On his father’s death in 1847, Mark became head of the company and started by making steel for the cutlery trade. They expanded into making bowie knives and providing steel for the Colt Revolver Company in America. In 1852 the company moved into larger premises at the Norfolk Works in Savile Street. With the start of the Crimean War in 1853 the government needed large quantities of cannon shot which Firths were ready to provide. The company then moved on to making guns and cannons and by 1875 a thousand people were employed.
In 1871 they cast one of the largest guns of the time which was the 35 ton “Woolwich Infant” which could fire shot weighing 700 lbs nearly six miles. Guns were supplied to both British and French Navies.
80 ton gun pic
By 1875 they had produced an even larger 80 ton gun.
Mark was married twice – he married Sarah Bingham in 1841 and they had five children of which only one, Sarah, survived to adulthood. His wife died in 1855 and in 1857 he married Caroline Bradley and went on to have a further seven children. (No television in those days).

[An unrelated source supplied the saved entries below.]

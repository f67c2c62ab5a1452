//! In-memory caching using moka
//!
//! Location lists change rarely and are needed on every search page, so they
//! get a long TTL. Vehicle records and accessory lists carry prices and are
//! kept only briefly.

use moka::future::Cache;
use serde::Serialize;
use std::sync::Arc;
use std::time::Duration;
use tokio::time::interval;
use tracing::{info, warn};

use crate::api::ApiClient;
use crate::models::{Accessory, Location, LocationKind, Vehicle};

/// Application cache holding API lookups
#[derive(Clone)]
pub struct AppCache {
    /// Location lists (kind -> locations)
    pub locations: Cache<LocationKind, Arc<Vec<Location>>>,
    /// Vehicle details (route key -> Vehicle)
    pub vehicles: Cache<String, Arc<Vehicle>>,
    /// Accessory lists (vehicle route key -> accessories)
    pub accessories: Cache<String, Arc<Vec<Accessory>>>,
}

impl AppCache {
    /// Create a new cache instance with configured TTLs
    pub fn new() -> Self {
        Self {
            // Locations: 2 entries, 30 min TTL
            locations: Cache::builder()
                .max_capacity(2)
                .time_to_live(Duration::from_secs(30 * 60))
                .build(),

            // Vehicles: 500 entries, 5 min TTL (prices can change)
            vehicles: Cache::builder()
                .max_capacity(500)
                .time_to_live(Duration::from_secs(5 * 60))
                .build(),

            // Accessories: 500 entries, 5 min TTL
            accessories: Cache::builder()
                .max_capacity(500)
                .time_to_live(Duration::from_secs(5 * 60))
                .build(),
        }
    }

    /// Get cache statistics for monitoring
    pub fn stats(&self) -> CacheStats {
        CacheStats {
            location_lists: self.locations.entry_count(),
            vehicles: self.vehicles.entry_count(),
            accessory_lists: self.accessories.entry_count(),
        }
    }

    /// Invalidate everything cached for one vehicle
    pub async fn invalidate_vehicle(&self, key: &str) {
        self.vehicles.invalidate(key).await;
        self.accessories.invalidate(key).await;
        info!("Cache invalidated for vehicle: {}", key);
    }
}

impl Default for AppCache {
    fn default() -> Self {
        Self::new()
    }
}

/// Cache statistics for the health endpoint
#[derive(Debug, Clone, Serialize)]
pub struct CacheStats {
    pub location_lists: u64,
    pub vehicles: u64,
    pub accessory_lists: u64,
}

/// Start background cache warmer
///
/// Warms the location lists on startup and refreshes every 10 minutes.
pub async fn start_cache_warmer(cache: AppCache, api: ApiClient) {
    let mut interval = interval(Duration::from_secs(10 * 60));
    loop {
        // First tick completes immediately
        interval.tick().await;
        warm_cache(&cache, &api).await;
    }
}

/// Warm the cache with both location lists
async fn warm_cache(cache: &AppCache, api: &ApiClient) {
    info!("Starting cache warm-up...");

    for kind in [LocationKind::Pickup, LocationKind::Return] {
        match api.locations(kind).await {
            Ok(locations) => {
                cache.locations.insert(kind, Arc::new(locations)).await;
            }
            Err(e) => warn!("Failed to warm {} locations: {}", kind, e),
        }
    }

    info!("Cache warm-up complete. Stats: {:?}", cache.stats());
}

He decided, because of his extended family, to build a large house in Ranmoor. This was Oakbrook an eleven bedroom Italianate style house set in grounds of 27 acres. This still exists today and is now the sixth form centre for Notre Dame school.
He was a devout member of the Methodist New Connexion movement, formed in 1797 in Sheffield by secession from the Wesleyan Methodists. He established the Ranmoor College, where students could be trained in the teachings of the New Connexion, and also a Methodist chapel in Broomhill (demolished in the 60’s).

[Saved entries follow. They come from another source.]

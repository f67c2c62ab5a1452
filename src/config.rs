//! Environment configuration

use std::env;
use std::fmt::Display;
use std::str::FromStr;
use std::time::Duration;

use tracing::info;

#[derive(Debug, thiserror::Error)]
pub enum ConfigError {
    #[error("Invalid {key} value {value:?}: {reason}")]
    Invalid {
        key: &'static str,
        value: String,
        reason: String,
    },
}

/// Runtime settings, read once at startup
#[derive(Debug, Clone)]
pub struct Config {
    /// Base URL of the rental API, without trailing slash
    pub api_base_url: String,
    pub host: String,
    pub port: u16,
    /// Timeout applied to every rental API request
    pub api_timeout: Duration,
    /// Currency code shown next to prices
    pub currency: String,
    /// Directory served under `/static`
    pub static_dir: String,
    /// Preload location lists in the background
    pub cache_warmer: bool,
}

impl Config {
    pub fn from_env() -> Result<Self, ConfigError> {
        Self::from_lookup(|key| env::var(key).ok())
    }

    /// Build from any key lookup. Missing keys take their defaults.
    pub fn from_lookup<F>(lookup: F) -> Result<Self, ConfigError>
    where
        F: Fn(&str) -> Option<String>,
    {
        Ok(Self {
            api_base_url: load(&lookup, "API_BASE_URL", "http://127.0.0.1:8000".to_string())?
                .trim_end_matches('/')
                .to_string(),
            host: load(&lookup, "HOST", "0.0.0.0".to_string())?,
            port: load(&lookup, "PORT", 3000)?,
            api_timeout: Duration::from_secs(load(&lookup, "API_TIMEOUT_SECS", 10)?),
            currency: load(&lookup, "CURRENCY", "AED".to_string())?,
            static_dir: load(&lookup, "STATIC_DIR", "static".to_string())?,
            cache_warmer: load(&lookup, "CACHE_WARMER", true)?,
        })
    }

    pub fn bind_address(&self) -> String {
        format!("{}:{}", self.host, self.port)
    }
}

fn load<F, T>(lookup: &F, key: &'static str, default: T) -> Result<T, ConfigError>
where
    F: Fn(&str) -> Option<String>,
    T: FromStr + Display,
    T::Err: Display,
{
    match lookup(key).map(|v| v.trim().to_string()).filter(|v| !v.is_empty()) {
        Some(value) => value.parse().map_err(|e: T::Err| ConfigError::Invalid {
            key,
            reason: e.to_string(),
            value,
        }),
        None => {
            info!("{key} not set, using default: {default}");
            Ok(default)
        }
    }
}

In 1870 the Firth Almshouses were opened in Nethergreen to accommodate 36 people. They were financed by a settlement of £20,000 from “our most energetic and successful manufacturer Mark Firth”. In 1874 Mark was elected Lord Mayor of Sheffield.

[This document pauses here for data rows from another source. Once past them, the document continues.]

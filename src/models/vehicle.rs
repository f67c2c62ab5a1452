//! Vehicle records

use rust_decimal::Decimal;
use serde::Deserialize;

use super::{lenient, Id};

/// Category or body type: either a plain string or an object with a `name`.
#[derive(Debug, Clone, PartialEq, Deserialize)]
#[serde(untagged)]
pub enum Label {
    Text(String),
    Named {
        #[serde(default)]
        name: Option<String>,
    },
}

impl Label {
    /// The label text, if there is a non-empty one.
    pub fn name(&self) -> Option<&str> {
        let name = match self {
            Label::Text(text) => Some(text.as_str()),
            Label::Named { name } => name.as_deref(),
        };
        name.filter(|n| !n.trim().is_empty())
    }
}

/// Vehicle from the search and detail endpoints
#[derive(Debug, Clone, PartialEq, Deserialize)]
pub struct Vehicle {
    pub id: Id,
    #[serde(default)]
    pub uuid: Option<String>,
    #[serde(default)]
    pub vehicle_name: Option<String>,
    #[serde(default, deserialize_with = "lenient::count")]
    pub seats: Option<u32>,
    #[serde(default, deserialize_with = "lenient::count")]
    pub doors: Option<u32>,
    #[serde(default, deserialize_with = "lenient::count")]
    pub engine_cc: Option<u32>,
    #[serde(default)]
    pub images: Option<Vec<String>>,
    #[serde(default)]
    pub category: Option<Label>,
    #[serde(default, rename = "type")]
    pub vehicle_type: Option<Label>,
    #[serde(default, deserialize_with = "lenient::flag")]
    pub ac: bool,
    #[serde(default)]
    pub description: Option<String>,
    #[serde(default, deserialize_with = "lenient::amount")]
    pub base_price: Option<Decimal>,
    #[serde(default, deserialize_with = "lenient::amount")]
    pub price: Option<Decimal>,
}

impl Vehicle {
    /// Key used in page URLs and detail/accessory lookups: the uuid when
    /// present, otherwise the id.
    pub fn route_key(&self) -> String {
        match self.uuid.as_deref().map(str::trim) {
            Some(uuid) if !uuid.is_empty() => uuid.to_string(),
            _ => self.id.to_string(),
        }
    }

    pub fn display_name(&self) -> &str {
        self.vehicle_name
            .as_deref()
            .filter(|n| !n.trim().is_empty())
            .unwrap_or("Vehicle")
    }

    pub fn category_name(&self) -> &str {
        self.category.as_ref().and_then(Label::name).unwrap_or("4X4")
    }

    pub fn type_name(&self) -> &str {
        self.vehicle_type.as_ref().and_then(Label::name).unwrap_or("SUV")
    }

    /// Base rental price: `base_price`, falling back to `price`.
    pub fn effective_base_price(&self) -> Option<Decimal> {
        self.base_price.or(self.price)
    }

    pub fn primary_image(&self) -> Option<&str> {
        self.images
            .as_ref()
            .and_then(|images| images.first())
            .map(String::as_str)
            .filter(|src| !src.is_empty())
    }
}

In August 1875 the Prince and Princess of Wales were invited to open Firth Park – the first royal visit to Sheffield and the first public park in the city. The land measuring 36 acres was presented to the city by Mark Firth for the benefit of the people of Sheffield.
Four years later he established arguably his most important gift to Sheffield. This was Firth College on Leopold Street which was to provide young men and women the opportunity to pursue a higher education. This was opened by Prince Leopold, Queen Victoria’s youngest son. The college formed the basis for the establishment of Sheffield University which opened in 1905.
Mark Firth suffered a stroke in November 1880 and died a few days later. He received the largest public funeral ever seen in Sheffield. His passing was marked by shops closing, people lining the streets and seven hundred employees paying their respects. He rests in a Grade II listed tomb in the General Cemetery.
A most informative and interesting talk presented with polish and passion by Miles.